#### RECORDS FOR THIS EXERCISE
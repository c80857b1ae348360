pub mod mutations;
pub mod reader;
pub mod training;

pub use mutations::load_mutations;
pub use training::list_training_files;
use std::collections::BTreeMap;

use serde::Serialize;

use crate::error::{Result, RunControlError};
use crate::model::nucleotide::Nucleotide;
use crate::model::population::PopulationMatrix;
use crate::model::reference::{ChannelStats, ReferenceSite, ReferenceTable};
use crate::model::thresholds::ThresholdProfile;

/// Row counts after each filtering pass, in order.
#[derive(Debug, Clone, Copy, Default, PartialEq, Eq, Serialize)]
pub struct FilterCounts {
    pub raw: usize,
    pub after_saturated: usize,
    pub after_band: usize,
    pub after_variability: usize,
}

#[derive(Debug)]
pub struct Stage4Output {
    pub reference: ReferenceTable,
    pub counts: FilterCounts,
}

pub fn run_stage4(
    matrix: &PopulationMatrix,
    thresholds: &ThresholdProfile,
) -> Result<Stage4Output> {
    let stats = population_statistics(matrix, thresholds);
    let (sites, counts) = filter_variable_sites(stats, thresholds);

    tracing::info!(
        "reference sites: raw={}, unsaturated={}, in band={}, stable={}",
        counts.raw,
        counts.after_saturated,
        counts.after_band,
        counts.after_variability
    );

    if sites.is_empty() {
        return Err(RunControlError::EmptyReferenceSet(format!(
            "no position out of {} passed the population filters",
            counts.raw
        )));
    }

    Ok(Stage4Output {
        reference: ReferenceTable { sites },
        counts,
    })
}

/// Per-position mean and std of every channel over the training files.
pub fn population_statistics(
    matrix: &PopulationMatrix,
    thresholds: &ThresholdProfile,
) -> BTreeMap<i64, ReferenceSite> {
    let mut out = BTreeMap::new();
    for (&pos, cells) in &matrix.rows {
        let mut site = ReferenceSite::default();
        for nt in Nucleotide::ALL {
            let values = PopulationMatrix::channel_values(cells, nt);
            site.channels[nt.index()] = channel_stats(values, thresholds.nt_present_above);
        }
        out.insert(pos, site);
    }
    out
}

/// Mean and sample std (ddof = 1) of the present values, or missing when
/// no more than `present_above` values are present. A single value has no
/// std.
pub fn channel_stats<I>(values: I, present_above: usize) -> ChannelStats
where
    I: IntoIterator<Item = Option<f64>>,
{
    let present: Vec<f64> = values.into_iter().flatten().collect();
    let n = present.len();
    if n == 0 || n <= present_above {
        return ChannelStats::default();
    }
    let mean = present.iter().sum::<f64>() / n as f64;
    let std = (n > 1).then(|| {
        let ss: f64 = present.iter().map(|v| (v - mean) * (v - mean)).sum();
        (ss / (n - 1) as f64).sqrt()
    });
    ChannelStats {
        mean: Some(mean),
        std,
    }
}

/// Applies the three population filters in order, then floors zero stds.
pub fn filter_variable_sites(
    stats: BTreeMap<i64, ReferenceSite>,
    thresholds: &ThresholdProfile,
) -> (BTreeMap<i64, ReferenceSite>, FilterCounts) {
    let mut counts = FilterCounts {
        raw: stats.len(),
        ..FilterCounts::default()
    };

    let mut sites: BTreeMap<i64, ReferenceSite> = stats
        .into_iter()
        .filter(|(_, site)| !is_saturated(site))
        .collect();
    counts.after_saturated = sites.len();

    sites.retain(|_, site| within_band(site, thresholds));
    counts.after_band = sites.len();

    sites.retain(|_, site| has_stable_channel(site, thresholds));
    counts.after_variability = sites.len();

    for site in sites.values_mut() {
        floor_zero_std(site, thresholds.min_std);
    }
    (sites, counts)
}

/// Any channel mean of exactly 1.0 marks an invariant position.
pub fn is_saturated(site: &ReferenceSite) -> bool {
    site.means().any(|m| m == Some(1.0))
}

/// Every present mean lies in `[mean_min, mean_max]`; missing means pass.
pub fn within_band(site: &ReferenceSite, thresholds: &ThresholdProfile) -> bool {
    site.means()
        .flatten()
        .all(|m| (thresholds.mean_min..=thresholds.mean_max).contains(&m))
}

/// At least one present std is below `max_std`; missing stds never count.
pub fn has_stable_channel(site: &ReferenceSite, thresholds: &ThresholdProfile) -> bool {
    site.stds().flatten().any(|s| s < thresholds.max_std)
}

pub fn floor_zero_std(site: &mut ReferenceSite, min_std: f64) {
    for channel in site.channels.iter_mut() {
        if channel.std == Some(0.0) {
            channel.std = Some(min_std);
        }
    }
}

#[cfg(test)]
#[path = "../../tests/src_inline/pipeline/stage4_reference.rs"]
mod tests;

#### TASK BRIEF
Your task is to transcribe, with no changes, only the lines of the listing above that lie between the line holding "for (&pos, cells)" and the line holding "let mut counts", inclusive.

#### FINAL ANSWER
    for (&pos, cells) in &matrix.rows {
        let mut site = ReferenceSite::default();
        for nt in Nucleotide::ALL {
            let values = PopulationMatrix::channel_values(cells, nt);
            site.channels[nt.index()] = channel_stats(values, thresholds.nt_present_above);
        }
        out.insert(pos, site);
    }
    out
}

/// Mean and sample std (ddof = 1) of the present values, or missing when
/// no more than `present_above` values are present. A single value has no
/// std.
pub fn channel_stats<I>(values: I, present_above: usize) -> ChannelStats
where
    I: IntoIterator<Item = Option<f64>>,
{
    let present: Vec<f64> = values.into_iter().flatten().collect();
    let n = present.len();
    if n == 0 || n <= present_above {
        return ChannelStats::default();
    }
    let mean = present.iter().sum::<f64>() / n as f64;
    let std = (n > 1).then(|| {
        let ss: f64 = present.iter().map(|v| (v - mean) * (v - mean)).sum();
        (ss / (n - 1) as f64).sqrt()
    });
    ChannelStats {
        mean: Some(mean),
        std,
    }
}

/// Applies the three population filters in order, then floors zero stds.
pub fn filter_variable_sites(
    stats: BTreeMap<i64, ReferenceSite>,
    thresholds: &ThresholdProfile,
) -> (BTreeMap<i64, ReferenceSite>, FilterCounts) {
    let mut counts = FilterCounts {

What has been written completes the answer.